Data for this exercise:
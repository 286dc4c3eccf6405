use axum::{extract::Path, http::StatusCode, Json};
use contracts::domain::a004_technician::aggregate::{Technician, TechnicianDto};
use serde_json::json;

use crate::domain::a004_technician;
use crate::shared::error::log_status;

/// GET /api/technician
pub async fn list_all() -> Result<Json<Vec<Technician>>, StatusCode> {
    a004_technician::service::list_all()
        .await
        .map(Json)
        .map_err(|e| log_status("Failed to list technicians", e))
}

/// GET /api/technician/:id
pub async fn get_by_id(Path(id): Path<String>) -> Result<Json<Technician>, StatusCode> {
    let uuid = uuid::Uuid::parse_str(&id).map_err(|_| StatusCode::BAD_REQUEST)?;
    match a004_technician::service::get_by_id(uuid).await {
        Ok(Some(v)) => Ok(Json(v)),
        Ok(None) => Err(StatusCode::NOT_FOUND),
        Err(e) => Err(log_status("Failed to load technician", e)),
    }
}

/// POST /api/technician
pub async fn upsert(Json(dto): Json<TechnicianDto>) -> Result<Json<serde_json::Value>, StatusCode> {
    let result = match dto.id.clone() {
        Some(id) => a004_technician::service::update(dto).await.map(|_| id),
        None => a004_technician::service::create(dto).await.map(|id| id.to_string()),
    };

    result
        .map(|id| Json(json!({ "id": id })))
        .map_err(|e| log_status("Failed to save technician", e))
}

/// DELETE /api/technician/:id
pub async fn delete(Path(id): Path<String>) -> Result<(), StatusCode> {
    let uuid = uuid::Uuid::parse_str(&id).map_err(|_| StatusCode::BAD_REQUEST)?;
    match a004_technician::service::delete(uuid).await {
        Ok(true) => Ok(()),
        Ok(false) => Err(StatusCode::NOT_FOUND),
        Err(e) => Err(log_status("Failed to delete technician", e)),
    }
}
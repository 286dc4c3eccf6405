use leptos::prelude::*;

pub fn icon(name: &str) -> AnyView {
    match name {
        "economics" => view! {
            <svg width="20" height="20" viewBox="0 0 24 24" fill="none" stroke="currentColor" stroke-width="2" stroke-linecap="round" stroke-linejoin="round" aria-hidden="true">
                <path d="M3 3v18h18"/>
                <path d="M7 15l4-4 3 3 5-6"/>
            </svg>
        }.into_any(),
        "billing" => view! {
            <svg width="20" height="20" viewBox="0 0 24 24" fill="none" stroke="currentColor" stroke-width="2" stroke-linecap="round" stroke-linejoin="round" aria-hidden="true">
                <path d="M14 2H6a2 2 0 0 0-2 2v16l4-2 4 2 4-2 4 2V8z"/>
                <path d="M14 2v6h6"/>
                <path d="M8 13h8"/>
                <path d="M8 17h5"/>
            </svg>
        }.into_any(),
        "pipeline" => view! {
            <svg width="20" height="20" viewBox="0 0 24 24" fill="none" stroke="currentColor" stroke-width="2" stroke-linecap="round" stroke-linejoin="round" aria-hidden="true">
                <path d="M3 4h18l-7 8v6l-4 2v-8z"/>
            </svg>
        }.into_any(),
        "ranking" => view! {
            <svg width="20" height="20" viewBox="0 0 24 24" fill="none" stroke="currentColor" stroke-width="2" stroke-linecap="round" stroke-linejoin="round" aria-hidden="true">
                <path d="M8 21h8"/>
                <path d="M12 17v4"/>
                <path d="M7 4h10v5a5 5 0 0 1-10 0z"/>
                <path d="M17 5h3v2a3 3 0 0 1-3 3"/>
                <path d="M7 5H4v2a3 3 0 0 0 3 3"/>
            </svg>
        }.into_any(),
        "contracts" => view! {
            <svg width="20" height="20" viewBox="0 0 24 24" fill="none" stroke="currentColor" stroke-width="2" stroke-linecap="round" stroke-linejoin="round" aria-hidden="true">
                <path d="M14 2H6a2 2 0 0 0-2 2v16a2 2 0 0 0 2 2h12a2 2 0 0 0 2-2V8z"/>
                <path d="M14 2v6h6"/>
                <path d="M9 15l2 2 4-4"/>
            </svg>
        }.into_any(),
        "portal" | "users" => view! {
            <svg width="20" height="20" viewBox="0 0 24 24" fill="none" stroke="currentColor" stroke-width="2" stroke-linecap="round" stroke-linejoin="round" aria-hidden="true">
                <path d="M20 21v-2a4 4 0 0 0-4-4H8a4 4 0 0 0-4 4v2"/>
                <circle cx="12" cy="7" r="4"/>
            </svg>
        }.into_any(),
        "cases" => view! {
            <svg width="20" height="20" viewBox="0 0 24 24" fill="none" stroke="currentColor" stroke-width="2" stroke-linecap="round" stroke-linejoin="round" aria-hidden="true">
                <rect x="3" y="4" width="18" height="18" rx="2"/>
                <path d="M16 2v4"/>
                <path d="M8 2v4"/>
                <path d="M3 10h18"/>
            </svg>
        }.into_any(),
        "money" => view! {
            <svg width="20" height="20" viewBox="0 0 24 24" fill="none" stroke="currentColor" stroke-width="2" stroke-linecap="round" stroke-linejoin="round" aria-hidden="true">
                <rect x="2" y="4" width="20" height="16" rx="2"/>
                <path d="M2 9h20"/>
                <rect x="6" y="13" width="6" height="3" rx="1"/>
            </svg>
        }.into_any(),
        "download" => view! {
            <svg width="16" height="16" viewBox="0 0 24 24" fill="none" stroke="currentColor" stroke-width="2" stroke-linecap="round" stroke-linejoin="round" aria-hidden="true">
                <path d="M21 15v4a2 2 0 0 1-2 2H5a2 2 0 0 1-2-2v-4"/>
                <polyline points="7 10 12 15 17 10"/>
                <path d="M12 15V3"/>
            </svg>
        }.into_any(),
        "view" => view! {
            <svg width="16" height="16" viewBox="0 0 24 24" fill="none" stroke="currentColor" stroke-width="2" stroke-linecap="round" stroke-linejoin="round" aria-hidden="true">
                <path d="M1 12s4-8 11-8 11 8 11 8-4 8-11 8-11-8-11-8z"/>
                <circle cx="12" cy="12" r="3"/>
            </svg>
        }.into_any(),
        "refresh" => view! {
            <svg width="16" height="16" viewBox="0 0 24 24" fill="none" stroke="currentColor" stroke-width="2" stroke-linecap="round" stroke-linejoin="round" aria-hidden="true">
                <polyline points="23 4 23 10 17 10"/>
                <path d="M20.49 15a9 9 0 1 1-2.12-9.36L23 10"/>
            </svg>
        }.into_any(),
        "logout" => view! {
            <svg width="16" height="16" viewBox="0 0 24 24" fill="none" stroke="currentColor" stroke-width="2" stroke-linecap="round" stroke-linejoin="round" aria-hidden="true">
                <path d="M9 21H5a2 2 0 0 1-2-2V5a2 2 0 0 1 2-2h4"/>
                <polyline points="16 17 21 12 16 7"/>
                <path d="M21 12H9"/>
            </svg>
        }.into_any(),
        _ => view! {
            <svg width="20" height="20" viewBox="0 0 24 24" fill="none" stroke="currentColor" stroke-width="2" stroke-linecap="round" stroke-linejoin="round" aria-hidden="true">
                <circle cx="12" cy="12" r="10"/>
                <path d="M12 8v4l3 3"/>
            </svg>
        }.into_any(),
    }
}
use axum::{
    extract::{Path, Query},
    http::{header, StatusCode},
    response::{
        sse::{Event, KeepAlive, Sse},
        IntoResponse, Response,
    },
    Json,
};
use contracts::domain::a002_contract_file::aggregate::{
    ContractFile, FileDisposition, FileLink, FileLinkRequest, FileSyncResult,
};
use futures::{Stream, StreamExt};
use std::convert::Infallible;

use crate::domain::a002_contract_file::service::{self, ContentQuery};
use crate::shared::error::log_status;
use crate::shared::events;
use crate::system::auth::extractor::CurrentUser;

/// GET /api/contract/:id/files
pub async fn list_files(
    CurrentUser(claims): CurrentUser,
    Path(contract_id): Path<String>,
) -> Result<Json<Vec<ContractFile>>, StatusCode> {
    let uuid = uuid::Uuid::parse_str(&contract_id).map_err(|_| StatusCode::BAD_REQUEST)?;
    service::list_files(uuid, &claims)
        .await
        .map(Json)
        .map_err(|e| log_status("Failed to list contract files", e))
}

/// POST /api/contract/:id/files/sync
pub async fn sync(
    CurrentUser(claims): CurrentUser,
    Path(contract_id): Path<String>,
) -> Result<Json<FileSyncResult>, StatusCode> {
    let uuid = uuid::Uuid::parse_str(&contract_id).map_err(|_| StatusCode::BAD_REQUEST)?;
    service::sync_from_provider(uuid, &claims)
        .await
        .map(Json)
        .map_err(|e| log_status("Failed to sync contract files", e))
}

/// POST /api/contract_file/:id/link
pub async fn create_link(
    CurrentUser(claims): CurrentUser,
    Path(file_id): Path<String>,
    Json(request): Json<FileLinkRequest>,
) -> Result<Json<FileLink>, StatusCode> {
    service::create_link(&file_id, request.disposition, &claims)
        .await
        .map(Json)
        .map_err(|e| log_status("Failed to create file link", e))
}

/// POST /api/contract_file/:id/confirm
pub async fn confirm(
    CurrentUser(claims): CurrentUser,
    Path(file_id): Path<String>,
) -> Result<Json<ContractFile>, StatusCode> {
    service::confirm_download(&file_id, &claims)
        .await
        .map(Json)
        .map_err(|e| log_status("Failed to confirm download", e))
}

fn content_disposition(disposition: FileDisposition, name: &str) -> String {
    format!(
        "{}; filename*=UTF-8''{}",
        disposition.as_str(),
        urlencoding::encode(name)
    )
}

/// GET /api/contract_file/:id/content?disposition=..&expires=..&sig=..
pub async fn content(
    Path(file_id): Path<String>,
    Query(query): Query<ContentQuery>,
) -> Result<Response, StatusCode> {
    let (file, bytes) = service::serve_content(&file_id, &query)
        .await
        .map_err(|e| log_status("Failed to serve file content", e))?;

    Ok((
        [
            (header::CONTENT_TYPE, service::content_type_for(&file.name).to_string()),
            (
                header::CONTENT_DISPOSITION,
                content_disposition(query.disposition, &file.name),
            ),
            (header::CACHE_CONTROL, "private, no-store".to_string()),
        ],
        bytes,
    )
        .into_response())
}

/// HEAD /api/contract_file/:id/content?..
///
/// Проверка ссылки перед скачиванием: без содержимого и без смены статуса.
pub async fn content_head(
    Path(file_id): Path<String>,
    Query(query): Query<ContentQuery>,
) -> Result<Response, StatusCode> {
    let file = service::check_content(&file_id, &query)
        .await
        .map_err(|e| log_status("Failed to check file link", e))?;

    Ok([
        (header::CONTENT_TYPE, service::content_type_for(&file.name).to_string()),
        (
            header::CONTENT_DISPOSITION,
            content_disposition(query.disposition, &file.name),
        ),
        (header::CACHE_CONTROL, "private, no-store".to_string()),
    ]
    .into_response())
}

/// GET /api/contract_file/events (SSE)
pub async fn events() -> Sse<impl Stream<Item = Result<Event, Infallible>>> {
    let stream = events::hub().stream().filter_map(|event| async move {
        match Event::default().event("contract_file").json_data(&event) {
            Ok(sse_event) => Some(Ok(sse_event)),
            Err(e) => {
                tracing::warn!("Failed to encode contract file event: {}", e);
                None
            }
        }
    });
    Sse::new(stream).keep_alive(KeepAlive::default())
}

#[cfg(test)]
mod tests {
    use super::*;

    #[test]
    fn test_content_disposition_encodes_name() {
        assert_eq!(
            content_disposition(FileDisposition::Attachment, "Договор 1.pdf"),
            "attachment; filename*=UTF-8''%D0%94%D0%BE%D0%B3%D0%BE%D0%B2%D0%BE%D1%80%201.pdf"
        );
        assert!(content_disposition(FileDisposition::Inline, "a.pdf").starts_with("inline;"));
    }
}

Task details: An answer is complete only when it holds every line above containing the string "filename".

Result below:
        "{}; filename*=UTF-8''{}",
            "attachment; filename*=UTF-8''%D0%94%D0%BE%D0%B3%D0%BE%D0%B2%D0%BE%D1%80%201.pdf"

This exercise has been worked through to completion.